Award-winning playwright Caridad Svich is known for her quirky and sometimes experimental plays that frequently encourage productions to explore their own ways to interpret and stage her scripts.
Red Bike was written for one actor [or several, as the individual production determines]; the current Theatre AUM's production directed by Val Winkelman engages a tight ensemble of three actors to delve into Svich's investigation of children and their responses to the adult world.
As actors Tara Laurel, Yahzane Palmer, and Michael James Pritchard portray the child/children at its center, we are invited into their world of play and imagination as they come to terms with the authority of adults who seem to ignore them while they pursue earning a living, providing for their families, engaging in business and politics while remaining oblivious to the effects their behavior has on the younger generation.
And, the adults are shown to be inconsistent [at least from a child's point of view], or too focused on material things to the detriment of connecting better with the children.
Childhood can be scary, growing up can be frightening, and parenthood wields a lot of power. -- So the child/children here escape on a red bicycle from the confines of home and adults to a magical world where they can assess their place in a society that disregards them.
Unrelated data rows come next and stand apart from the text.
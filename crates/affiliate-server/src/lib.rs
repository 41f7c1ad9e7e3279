//! Affiliate Server: HTTP surface for the affiliation service.

pub mod config;
pub mod dto;
pub mod error;
pub mod extract;
pub mod routes;
pub mod state;

use axum::Router;
use axum::routing::{get, post};
use tower_http::trace::TraceLayer;

pub use config::ServerConfig;
pub use state::AppState;

/// Build the application router around a prepared state.
pub fn build_router(state: AppState) -> Router {
    Router::new()
        .route("/health", get(routes::health::health))
        // Affiliations
        .route("/affiliate", post(routes::affiliation::affiliate))
        .route(
            "/affiliate/filter",
            get(routes::affiliation::filter_affiliations),
        )
        .route(
            "/affiliate/organization/filter",
            get(routes::affiliation::filter_organizations),
        )
        .route(
            "/affiliate/check/{organization_id}",
            get(routes::affiliation::check),
        )
        .route(
            "/affiliate/approve/{organization_id}",
            post(routes::affiliation::approve),
        )
        .route(
            "/affiliate/reject/{organization_id}",
            post(routes::affiliation::reject),
        )
        .route(
            "/affiliate/cancel/{organization_id}",
            post(routes::affiliation::cancel),
        )
        .route(
            "/affiliate/revoke/{organization_id}",
            post(routes::affiliation::revoke),
        )
        .route(
            "/affiliate/remove/{organization_id}",
            post(routes::affiliation::remove),
        )
        // Organizations
        .route("/organization", post(routes::organization::register))
        .route(
            "/organization/{organization_id}",
            get(routes::organization::get_organization),
        )
        .layer(TraceLayer::new_for_http())
        .with_state(state)
}
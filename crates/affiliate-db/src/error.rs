//! Database-specific error types and conversions.

use affiliate_core::error::AffiliateError;

/// Database-layer error type.
#[derive(Debug, thiserror::Error)]
pub enum DbError {
    #[error("SurrealDB error: {0}")]
    Surreal(#[from] surrealdb::Error),

    #[error("Migration failed: {0}")]
    Migration(String),

    #[error("Record not found: {entity} with id {id}")]
    NotFound { entity: String, id: String },

    #[error("Corrupt record: {0}")]
    Corrupt(String),

    #[error("Constraint violated: {0}")]
    Constraint(String),
}

impl DbError {
    /// Classify a statement failure reported by `check()`.
    ///
    /// Unique index hits and duplicate record ids are constraint
    /// violations; anything else is a storage failure.
    pub(crate) fn from_statement(err: surrealdb::Error) -> Self {
        let message = err.to_string();
        if is_constraint_message(&message) {
            DbError::Constraint(message)
        } else {
            DbError::Surreal(err)
        }
    }
}

fn is_constraint_message(message: &str) -> bool {
    (message.contains("Database index") && message.contains("already contains"))
        || (message.contains("Database record") && message.contains("already exists"))
}

impl From<DbError> for AffiliateError {
    fn from(err: DbError) -> Self {
        match err {
            DbError::NotFound { entity, id } => AffiliateError::NotFound { entity, id },
            DbError::Constraint(msg) => AffiliateError::ConstraintViolation(msg),
            other => AffiliateError::Database(other.to_string()),
        }
    }
}

#[cfg(test)]
mod tests {
    use super::*;

    #[test]
    fn constraint_maps_to_constraint_violation() {
        let err: AffiliateError = DbError::Constraint("duplicate pair".into()).into();
        assert!(matches!(err, AffiliateError::ConstraintViolation(m) if m == "duplicate pair"));
    }

    #[test]
    fn unique_index_and_duplicate_record_are_constraints() {
        assert!(is_constraint_message(
            "Database index `idx_affiliation_pair_key` already contains '1:2', \
             with record `affiliation:abc`"
        ));
        assert!(is_constraint_message(
            "Database record `organization:1` already exists"
        ));
    }

    #[test]
    fn other_statement_failures_are_not_constraints() {
        assert!(!is_constraint_message(
            "Found 'BOGUS' for field `status`, with record `affiliation:abc`, \
             but field must conform to: $value IN [...]"
        ));
        assert!(!is_constraint_message("The query was not executed due to a failed transaction"));
    }

    #[test]
    fn corrupt_row_maps_to_database_error() {
        let err: AffiliateError = DbError::Corrupt("bad status".into()).into();
        assert!(matches!(err, AffiliateError::Database(_)));
    }
}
It is through a child's imagination that solutions might be found. -- Reminiscent of the song "Children Will Listen" from Into the Woods, we are offered a teaching moment advising adults to pay more attention to their children, and to listen to them as well. -- It is abundantly clear that "No one wants to be nothing".
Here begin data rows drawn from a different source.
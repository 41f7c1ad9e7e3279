//! SurrealDB implementation of [`AffiliationRepository`].
//!
//! Pair lookups go through the `pair_key` column, which is unique across
//! the table. Status updates are conditional on the status the caller last
//! observed, so a stale read never overwrites a concurrent transition.
//! Listings are searched, sorted, counted and paged in the database,
//! reaching the other organization through the `requester`/`counterpart`
//! record links.

use affiliate_core::error::{AffiliateError, AffiliateResult};
use affiliate_core::models::affiliation::{
    Affiliation, AffiliationStatus, CreateAffiliation, pair_key,
};
use affiliate_core::models::organization::OrganizationId;
use affiliate_core::repository::{
    AffiliationQuery, AffiliationRepository, PaginatedResult, Pagination, SortColumn, SortOrder,
};
use chrono::{DateTime, Utc};
use surrealdb::{Connection, Surreal};
use surrealdb_types::SurrealValue;
use tracing::debug;
use uuid::Uuid;

use super::organization::organization_exists;
use crate::error::DbError;

const SELECT_WITH_ID: &str = "SELECT meta::id(id) AS record_id, * FROM affiliation";

/// Matching records for one organization, each with the id, name and
/// health-system name of the organization on the other side.
const LISTING_SOURCE: &str = "\
    SELECT meta::id(id) AS record_id, requester_id, counterpart_id, status, active, \
        created_at, updated_at, \
        (IF requester_id = $organization_id { counterpart_id } ELSE { requester_id }) \
            AS other_id, \
        (IF requester_id = $organization_id { counterpart.name } ELSE { requester.name }) \
            AS other_name, \
        (IF requester_id = $organization_id { counterpart.health_system_name } \
            ELSE { requester.health_system_name }) AS other_health_system_name \
    FROM affiliation \
    WHERE active = $active AND (\
        (requester_id = $organization_id AND status IN $requester_statuses) \
        OR (counterpart_id = $organization_id AND status IN $counterpart_statuses))";

const LISTING_SEARCH: &str = "\
    !$search \
    OR other_name CONTAINS $search \
    OR other_health_system_name CONTAINS $search";

/// DB-side row struct for queries where the UUID is already known.
#[derive(Debug, SurrealValue)]
struct AffiliationRow {
    requester_id: i64,
    counterpart_id: i64,
    status: String,
    active: bool,
    created_at: DateTime<Utc>,
    updated_at: DateTime<Utc>,
}

impl AffiliationRow {
    fn into_affiliation(self, id: Uuid) -> Result<Affiliation, DbError> {
        Ok(Affiliation {
            id: Some(id),
            requester_id: self.requester_id,
            counterpart_id: self.counterpart_id,
            status: parse_status(&self.status)?,
            active: self.active,
            created_at: Some(self.created_at),
            updated_at: Some(self.updated_at),
        })
    }
}

/// DB-side row struct that includes the record ID via `meta::id(id)`.
#[derive(Debug, SurrealValue)]
struct AffiliationRowWithId {
    record_id: String,
    requester_id: i64,
    counterpart_id: i64,
    status: String,
    active: bool,
    created_at: DateTime<Utc>,
    updated_at: DateTime<Utc>,
}

impl AffiliationRowWithId {
    fn try_into_affiliation(self) -> Result<Affiliation, DbError> {
        let id = Uuid::parse_str(&self.record_id)
            .map_err(|e| DbError::Corrupt(format!("invalid UUID: {e}")))?;
        Ok(Affiliation {
            id: Some(id),
            requester_id: self.requester_id,
            counterpart_id: self.counterpart_id,
            status: parse_status(&self.status)?,
            active: self.active,
            created_at: Some(self.created_at),
            updated_at: Some(self.updated_at),
        })
    }
}

fn parse_status(s: &str) -> Result<AffiliationStatus, DbError> {
    match s.parse() {
        Ok(AffiliationStatus::None) => Err(DbError::Corrupt("NONE status persisted".into())),
        Ok(status) => Ok(status),
        Err(e) => Err(DbError::Corrupt(e.to_string())),
    }
}

fn status_strings(statuses: &[AffiliationStatus]) -> Vec<String> {
    statuses.iter().map(|s| s.as_str().to_string()).collect()
}

fn sort_field(column: SortColumn) -> &'static str {
    match column {
        SortColumn::Name => "other_name",
        SortColumn::HealthSystemName => "other_health_system_name",
    }
}

fn sort_direction(order: SortOrder) -> &'static str {
    match order {
        SortOrder::Asc => "ASC",
        SortOrder::Desc => "DESC",
    }
}

#[derive(Debug, SurrealValue)]
struct CountRow {
    total: u64,
}

/// SurrealDB implementation of the Affiliation repository.
#[derive(Clone)]
pub struct SurrealAffiliationRepository<C: Connection> {
    db: Surreal<C>,
}

impl<C: Connection> SurrealAffiliationRepository<C> {
    pub fn new(db: Surreal<C>) -> Self {
        Self { db }
    }
}

impl<C: Connection> AffiliationRepository for SurrealAffiliationRepository<C> {
    async fn create(&self, input: CreateAffiliation) -> AffiliateResult<Affiliation> {
        if !organization_exists(&self.db, input.counterpart_id).await? {
            return Err(AffiliateError::InvalidAffiliateWith(format!(
                "organization {} does not exist",
                input.counterpart_id
            )));
        }
        if !organization_exists(&self.db, input.requester_id).await? {
            return Err(AffiliateError::ConstraintViolation(format!(
                "requesting organization {} does not exist",
                input.requester_id
            )));
        }

        let id = Uuid::new_v4();
        let id_str = id.to_string();

        let result = self
            .db
            .query(
                "CREATE type::record('affiliation', $id) SET \
                 requester_id = $requester_id, \
                 counterpart_id = $counterpart_id, \
                 status = $status, \
                 active = true, \
                 pair_key = $pair_key, \
                 requester = type::record('organization', $requester_id), \
                 counterpart = type::record('organization', $counterpart_id)",
            )
            .bind(("id", id_str.clone()))
            .bind(("requester_id", input.requester_id))
            .bind(("counterpart_id", input.counterpart_id))
            .bind((
                "status",
                AffiliationStatus::ActiveRequest.as_str().to_string(),
            ))
            .bind((
                "pair_key",
                pair_key(input.requester_id, input.counterpart_id),
            ))
            .await
            .map_err(DbError::from)?;

        // The unique pair_key index rejects a second active record.
        let mut result = result.check().map_err(DbError::from_statement)?;

        let rows: Vec<AffiliationRow> = result.take(0).map_err(DbError::from)?;
        let row = rows.into_iter().next().ok_or_else(|| DbError::NotFound {
            entity: "affiliation".into(),
            id: id_str,
        })?;

        Ok(row.into_affiliation(id)?)
    }

    async fn get_by_id(&self, id: Uuid) -> AffiliateResult<Affiliation> {
        let id_str = id.to_string();

        let mut result = self
            .db
            .query("SELECT * FROM type::record('affiliation', $id)")
            .bind(("id", id_str.clone()))
            .await
            .map_err(DbError::from)?;

        let rows: Vec<AffiliationRow> = result.take(0).map_err(DbError::from)?;
        let row = rows.into_iter().next().ok_or_else(|| DbError::NotFound {
            entity: "affiliation".into(),
            id: id_str,
        })?;

        Ok(row.into_affiliation(id)?)
    }

    async fn find_active_pair(
        &self,
        a: OrganizationId,
        b: OrganizationId,
    ) -> AffiliateResult<Option<Affiliation>> {
        let sql = format!("{SELECT_WITH_ID} WHERE pair_key = $pair_key AND active = true LIMIT 1");

        let mut result = self
            .db
            .query(&sql)
            .bind(("pair_key", pair_key(a, b)))
            .await
            .map_err(DbError::from)?;

        let rows: Vec<AffiliationRowWithId> = result.take(0).map_err(DbError::from)?;
        Ok(rows
            .into_iter()
            .next()
            .map(AffiliationRowWithId::try_into_affiliation)
            .transpose()?)
    }

    async fn update_status(
        &self,
        id: Uuid,
        expected: AffiliationStatus,
        status: AffiliationStatus,
        active: bool,
    ) -> AffiliateResult<u64> {
        let id_str = id.to_string();

        // A deactivated record gives up the pair key so the pair can be
        // requested again.
        let query = if active {
            "UPDATE type::record('affiliation', $id) SET \
             status = $status, updated_at = time::now() \
             WHERE active = true AND status = $expected"
        } else {
            "UPDATE type::record('affiliation', $id) SET \
             status = $status, active = false, pair_key = $id, \
             updated_at = time::now() \
             WHERE active = true AND status = $expected"
        };

        let result = self
            .db
            .query(query)
            .bind(("id", id_str))
            .bind(("status", status.as_str().to_string()))
            .bind(("expected", expected.as_str().to_string()))
            .await
            .map_err(DbError::from)?;

        let mut result = result.check().map_err(DbError::from_statement)?;

        let rows: Vec<AffiliationRow> = result.take(0).map_err(DbError::from)?;
        Ok(rows.len() as u64)
    }

    async fn query_page(
        &self,
        query: AffiliationQuery,
        pagination: Pagination,
    ) -> AffiliateResult<PaginatedResult<Affiliation>> {
        debug!(
            organization_id = query.organization_id,
            requester_statuses = ?query.requester_statuses,
            counterpart_statuses = ?query.counterpart_statuses,
            search = ?query.search,
            "Querying affiliations"
        );

        // Ties fall back to the other organization's id so pages are stable.
        let sql = format!(
            "SELECT count() AS total FROM ({LISTING_SOURCE}) WHERE {LISTING_SEARCH} GROUP ALL; \
             SELECT * FROM ({LISTING_SOURCE}) WHERE {LISTING_SEARCH} \
             ORDER BY {field} {direction}, other_id ASC \
             LIMIT $limit START $offset;",
            field = sort_field(query.sort),
            direction = sort_direction(query.order),
        );

        let mut result = self
            .db
            .query(&sql)
            .bind(("active", query.active))
            .bind(("organization_id", query.organization_id))
            .bind(("requester_statuses", status_strings(&query.requester_statuses)))
            .bind((
                "counterpart_statuses",
                status_strings(&query.counterpart_statuses),
            ))
            .bind(("search", query.search))
            .bind(("limit", pagination.limit))
            .bind(("offset", pagination.offset))
            .await
            .map_err(DbError::from)?;

        let count_rows: Vec<CountRow> = result.take(0).map_err(DbError::from)?;
        let total = count_rows.first().map(|r| r.total).unwrap_or(0);

        let rows: Vec<AffiliationRowWithId> = result.take(1).map_err(DbError::from)?;
        let items = rows
            .into_iter()
            .map(AffiliationRowWithId::try_into_affiliation)
            .collect::<Result<Vec<_>, DbError>>()?;

        Ok(PaginatedResult {
            items,
            total,
            offset: pagination.offset,
            limit: pagination.limit,
        })
    }
}

#[cfg(test)]
mod tests {
    use super::*;

    #[test]
    fn sort_maps_to_other_side_columns() {
        assert_eq!(sort_field(SortColumn::Name), "other_name");
        assert_eq!(
            sort_field(SortColumn::HealthSystemName),
            "other_health_system_name"
        );
        assert_eq!(sort_direction(SortOrder::Desc), "DESC");
    }

    #[test]
    fn listing_projects_other_side_fields() {
        for field in ["other_id", "other_name", "other_health_system_name"] {
            assert!(LISTING_SOURCE.contains(&format!("AS {field}")));
        }
    }
}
Played on Michael Krek's framework scenic design, with plenty of open space for the actors to depict various locations, and "ride" their bikes [I wish there was more of that bike-riding to sustain the energetic commitment of the company], the actors are a top-notch ensemble who feed off one another and manage to insert narrative moments throughout the one-hour running time.
Theatre AUM's season of new or new-ish works gives their students and audiences rare opportunities to listen to new theatrical voices; well done.